Strength From Old Souls

When things get tough, where do you draw your strength from?

On the eve of this approaching new year, I’m quite thankful to still be tripping over these feet of mine.

Overall, I’d chalk 2015 up as a great one, it was definitely well lived. Although, like many, I’d guess, there were a few hiccups along the way.

I once heard that if life isn’t throwing you challenges, you aren’t really living. Hmmm. That makes it sound like the challenges are gifts. Gifts? Isn’t that a contradiction? It seems a bit ironic, if you ask me.

However, maybe there’s some truth to that. Perhaps the gift is the lesson that gets pulled out at the end?  That makes a bit more sense to me because I’m always looking for the lessons.

Although each of our circumstances are unique, here are some life challenges that are pretty relatable:

  • Financial troubles- days when pay checks don’t come, but bills still do
  • Losing a loved one and not making it to say goodbye to them in time
  • Disagreements with loved ones
  • Health issues
  • Friendships that end after putting our hearts into them
  • News of a friend getting sick
  • Losing a pet
  • When a friend moves

At times, we can draw strength from things we have already been through. It’s almost like we have little tiny pieces of memories intertwined with patched up feelings that are tucked safely away in a heart pocket in our mind.

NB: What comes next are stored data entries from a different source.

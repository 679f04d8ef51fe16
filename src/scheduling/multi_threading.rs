//! Multi-threaded back-end of the selection

#[cfg(feature = "faster-threading")]
use std::sync::atomic::{AtomicUsize, Ordering};

use crate::{
    aggregator::SelectionAggregator,
    scheduling::{next_batch, process_batch, report_progress, EventRecord, StopFlag},
};

#[cfg(not(feature = "faster-threading"))]
use std::collections::BTreeMap;
use std::sync::Mutex;

/// Process events in multi-threaded mode
///
/// The calling thread reads the input and hands each batch of events over to a
/// rayon task. The input need not be `Send`, only the events are.
///
/// Does not finalize the output results, so should be readily amenable to
/// extra layers of parallelization (such as distribution across multiple
/// compute nodes).
///
pub fn run_selection_impl<'cfg>(
    template: SelectionAggregator<'cfg>,
    mut events: impl Iterator<Item = EventRecord>,
    stop: &StopFlag,
) -> SelectionAggregator<'cfg> {
    // The results of parallel tasks will be aggregated...
    let accumulator = {
        // ...in a way that is optimized for numerical reproduciblity
        #[cfg(not(feature = "faster-threading"))]
        {
            ReproducibleAccumulator::new(template.empty_like())
        }

        // ...in a way that is optimized for computational performance
        #[cfg(feature = "faster-threading")]
        {
            FastAccumulator::new(template.empty_like())
        }
    };

    // Past this many unmerged batches, the reader stops spawning tasks and
    // processes batches itself, which bounds memory use on fast inputs
    let max_in_flight = 2 * rayon::current_num_threads();

    // The input is read on this thread, so we need a scope which does not
    // require its body to be Send. It only returns once all inner tasks have
    // been executed.
    let template_ref = &template;
    let accumulator_ref = &accumulator;
    rayon::in_place_scope(|scope| {
        let mut batches_done = 0;
        loop {
            let batch = next_batch(&mut events, stop);
            if batch.is_empty() {
                break;
            }
            let busy = accumulator_ref.tasks_in_flight() >= max_in_flight;
            let batch_id = accumulator_ref.reserve();
            if busy {
                let result = process_batch(template_ref, batch);
                accumulator_ref.set_task_result(batch_id, result);
            } else {
                scope.spawn(move |_| {
                    let result = process_batch(template_ref, batch);
                    accumulator_ref.set_task_result(batch_id, result);
                });
            }
            batches_done += 1;
            report_progress(batches_done);
        }
    });

    // Extract the results from the accumulator
    accumulator.get_merged_result()
}

/// Reproducibility-optimized results accumulation mechanism
///
/// Batch results are merged in input order as soon as every earlier batch has
/// been merged, which makes the output bitwise identical to a sequential run.
/// Only results which arrived ahead of an unfinished batch are kept around.
///
#[cfg(not(feature = "faster-threading"))]
struct ReproducibleAccumulator<'cfg> {
    /// Merge state of the parallel tasks
    state: Mutex<InOrderMerge<'cfg>>,
}
//
#[cfg(not(feature = "faster-threading"))]
struct InOrderMerge<'cfg> {
    /// Results of every task before `next_task`, merged in order
    merged: SelectionAggregator<'cfg>,

    /// Results which wait for an earlier task to complete
    pending: BTreeMap<usize, SelectionAggregator<'cfg>>,

    /// Identifier of the next task whose result should be merged
    next_task: usize,

    /// Number of tasks which were started
    num_tasks: usize,
}
//
#[cfg(not(feature = "faster-threading"))]
impl<'cfg> ReproducibleAccumulator<'cfg> {
    /// Set up results storage, starting from some initial results
    fn new(initial: SelectionAggregator<'cfg>) -> Self {
        Self {
            state: Mutex::new(InOrderMerge {
                merged: initial,
                pending: BTreeMap::new(),
                next_task: 0,
                num_tasks: 0,
            }),
        }
    }

    /// Account for a new task, return its identifier
    fn reserve(&self) -> usize {
        let mut lock = self.state.lock().expect("Mutex data should be valid");
        lock.num_tasks += 1;
        lock.num_tasks - 1
    }

    /// Number of tasks whose results were not merged yet
    fn tasks_in_flight(&self) -> usize {
        let lock = self.state.lock().expect("Mutex data should be valid");
        lock.num_tasks - lock.next_task
    }

    /// Integrate the results of the n-th task
    fn set_task_result(&self, task_id: usize, result: SelectionAggregator<'cfg>) {
        let mut lock = self.state.lock().expect("Mutex data should be valid");
        let state = &mut *lock;
        assert!(
            task_id >= state.next_task && task_id < state.num_tasks,
            "Results should come from a started task"
        );
        let previous = state.pending.insert(task_id, result);
        assert!(previous.is_none(), "Tasks should not report results twice");
        while let Some(next) = state.pending.remove(&state.next_task) {
            state.merged.merge(next);
            state.next_task += 1;
        }
    }

    /// Collect the merged results
    fn get_merged_result(self) -> SelectionAggregator<'cfg> {
        let state = self.state.into_inner().expect("Mutex data should be valid");
        assert_eq!(
            state.next_task, state.num_tasks,
            "All tasks should have completed their work"
        );
        state.merged
    }
}

/// Speed-optimized results accumulation mechanism
///
/// Batch results are merged as soon as they are ready, in whichever order the
/// tasks complete. Counts are unaffected, but floating-point sums may differ
/// in the last digits from one run to another.
///
#[cfg(feature = "faster-threading")]
struct FastAccumulator<'cfg> {
    /// Storage location in which results will be merged out of order
    merged_result: Mutex<SelectionAggregator<'cfg>>,

    /// Number of tasks which were started
    tasks_started: AtomicUsize,

    /// Number of tasks which have reported their results
    tasks_finished: AtomicUsize,
}
//
#[cfg(feature = "faster-threading")]
impl<'cfg> FastAccumulator<'cfg> {
    /// Set up results storage, starting from some initial results
    fn new(initial: SelectionAggregator<'cfg>) -> Self {
        Self {
            merged_result: Mutex::new(initial),
            tasks_started: AtomicUsize::new(0),
            tasks_finished: AtomicUsize::new(0),
        }
    }

    /// Account for a new task, return its identifier
    fn reserve(&self) -> usize {
        self.tasks_started.fetch_add(1, Ordering::Relaxed)
    }

    /// Number of tasks whose results were not merged yet
    fn tasks_in_flight(&self) -> usize {
        let finished = self.tasks_finished.load(Ordering::Relaxed);
        self.tasks_started.load(Ordering::Relaxed).saturating_sub(finished)
    }

    /// Integrate the results of the n-th task
    fn set_task_result(&self, _task_id: usize, result: SelectionAggregator<'cfg>) {
        self.merged_result
            .lock()
            .expect("Mutex data should be valid")
            .merge(result);

        // Remember that this task has completed its work
        self.tasks_finished.fetch_add(1, Ordering::Relaxed);
    }

    /// Collect the merged results
    fn get_merged_result(self) -> SelectionAggregator<'cfg> {
        assert_eq!(
            self.tasks_finished.into_inner(),
            self.tasks_started.into_inner(),
            "All tasks should have completed their work"
        );
        self.merged_result
            .into_inner()
            .expect("Mutex data should be valid")
    }
}

#[cfg(all(test, not(feature = "faster-threading")))]
mod tests {
    use super::*;
    use crate::{
        config::Configuration,
        event::{Candidate, Event, EventId},
        linalg::Vector3,
        numeric::Float,
    };

    const CONFIG: &str = "
        center_shift 0 0
        on_parallel skip
        site near 0 11000
        cut energy energy 0.5 10
        hist e all always energy:10:0:10
    ";

    fn batch_result<'cfg>(
        template: &SelectionAggregator<'cfg>,
        energy: Float,
    ) -> SelectionAggregator<'cfg> {
        let mut result = template.empty_like();
        let candidate = Candidate::new(14, energy, Vector3::zeros(), Vector3::z());
        result
            .process(&Event::new(EventId::default(), vec![candidate]))
            .unwrap();
        result
    }

    #[test]
    fn results_are_merged_as_soon_as_their_turn_comes() {
        let cfg = Configuration::parse(CONFIG).unwrap();
        let template = SelectionAggregator::new(&cfg).unwrap();
        let accumulator = ReproducibleAccumulator::new(template.empty_like());
        let ids = (0..3).map(|_| accumulator.reserve()).collect::<Vec<_>>();
        assert_eq!(ids, [0, 1, 2]);
        assert_eq!(accumulator.tasks_in_flight(), 3);

        // A late result waits for its predecessors
        accumulator.set_task_result(2, batch_result(&template, 3.));
        assert_eq!(accumulator.tasks_in_flight(), 3);
        accumulator.set_task_result(0, batch_result(&template, 1.));
        assert_eq!(accumulator.tasks_in_flight(), 2);
        {
            let state = accumulator.state.lock().unwrap();
            assert_eq!(state.pending.len(), 1);
            assert_eq!(state.merged.diagnostics().processed_events, 1);
        }

        // Filling the gap flushes everything that was waiting
        accumulator.set_task_result(1, batch_result(&template, 2.));
        assert_eq!(accumulator.tasks_in_flight(), 0);
        assert!(accumulator.state.lock().unwrap().pending.is_empty());

        let merged = accumulator.get_merged_result();
        assert_eq!(merged.diagnostics().processed_events, 3);
        assert_eq!(merged.diagnostics().filled_candidates, 3);

        let mut sequential = template.empty_like();
        for energy in [1., 2., 3.] {
            sequential.merge(batch_result(&template, energy));
        }
        assert_eq!(merged.finalize().histograms, sequential.finalize().histograms);
    }

    #[test]
    #[should_panic(expected = "twice")]
    fn duplicate_results_are_rejected() {
        let cfg = Configuration::parse(CONFIG).unwrap();
        let template = SelectionAggregator::new(&cfg).unwrap();
        let accumulator = ReproducibleAccumulator::new(template.empty_like());
        accumulator.reserve();
        accumulator.reserve();
        accumulator.set_task_result(1, batch_result(&template, 1.));
        accumulator.set_task_result(1, batch_result(&template, 1.));
    }
}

When a similar situation presents itself, we can reach into that pocket and grab the “Oh yeah, I’ve been here before, I can get through this” strength reserve.

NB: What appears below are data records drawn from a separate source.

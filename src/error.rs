//! Error kinds of the selection pipeline
//!
//! Only [`ConfigurationError`] is fatal, and it can only occur before the
//! first event is processed. All other kinds are scoped to one candidate or one
//! event, and are counted in [`Diagnostics`](crate::aggregator::Diagnostics)
//! rather than aborting the run.

use crate::event::EventId;

/// Invalid, missing or inconsistent configuration
#[derive(Debug, thiserror::Error, PartialEq)]
pub enum ConfigurationError {
    /// A line could not be decoded
    #[error("line {line}: {message}")]
    Syntax { line: usize, message: String },

    /// A key that this program does not know about
    #[error("line {line}: unrecognized configuration key \"{key}\"")]
    UnknownKey { line: usize, key: String },

    /// A required parameter was never provided
    #[error("missing configuration of {0}")]
    Missing(&'static str),

    /// A parameter or named entity was declared twice
    #[error("duplicate {kind} \"{name}\"")]
    Duplicate { kind: &'static str, name: String },

    /// The cut list is empty
    #[error("at least one cut must be configured")]
    NoCuts,

    /// The cut list does not fit in a cut vector
    #[error("{0} cuts were configured, but at most {max} are supported", max = crate::cuts::MAX_CUTS)]
    TooManyCuts(usize),

    /// A parameter was parsed, but its value makes no sense
    #[error("invalid {name}: {reason}")]
    Invalid { name: String, reason: String },

    /// Something refers to a site or cut which was not declared
    #[error("unknown {kind} \"{name}\"")]
    UnknownReference { kind: &'static str, name: String },
}

/// The trajectory never crosses the target plane
#[derive(Clone, Copy, Debug, thiserror::Error, PartialEq, Eq)]
#[error("trajectory is parallel to the target plane")]
pub struct ParallelTrajectory;

/// A cut or histogram needed a feature that the candidate does not carry
#[derive(Clone, Debug, thiserror::Error, PartialEq, Eq)]
#[error("candidate lacks the {0} feature")]
pub struct MissingFeature(pub &'static str);

/// An event record which cannot be processed at all
#[derive(Clone, Debug, thiserror::Error, PartialEq)]
pub enum MalformedEvent {
    /// The raw record could not be decoded
    #[error("record {record}: {reason}")]
    Unparseable { record: usize, reason: String },

    /// The event source failed while reading the record
    #[error("record {record}: read failure: {reason}")]
    Unreadable { record: usize, reason: String },

    /// A candidate carries a NaN or infinite quantity
    #[error("event {event}, candidate {candidate}: non-finite {field}")]
    NonFinite {
        event: EventId,
        candidate: usize,
        field: &'static str,
    },

    /// A candidate carries a negative energy or weight
    #[error("event {event}, candidate {candidate}: negative {field}")]
    Negative {
        event: EventId,
        candidate: usize,
        field: &'static str,
    },
}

Other times, new situations arise and we have no idea what to do. That happened to me earlier this year and I was stuck having to make a huge decision and had no idea which direction to go.

Have you ever had your boots sink in the mud and when you tried pulling them out they wouldn’t budge? That’s how I felt. I needed strength and guidance in a big way.

So, where did I turn? To my grandparents.

I got out my letters from them and sat in my closet rereading them. You wouldn’t believe how much that helped me! Just thinking about the good and hard times of their lives, was such an eye opener.

For example, my mom’s dad had to quit school in the 6th grade to work on the farm and spent most of his life farming. Her mom quit school in 8th grade to clean houses to help with the family income. She worked nearly all of her 71 years, simply because she loved to work.

Dad’s mom, Grandma Wilma, graduated high school at age 15 and went to college at a time that not many women went to college. After college, she became a teacher at age 17. Talk about some strength and determination! These were some hard working people.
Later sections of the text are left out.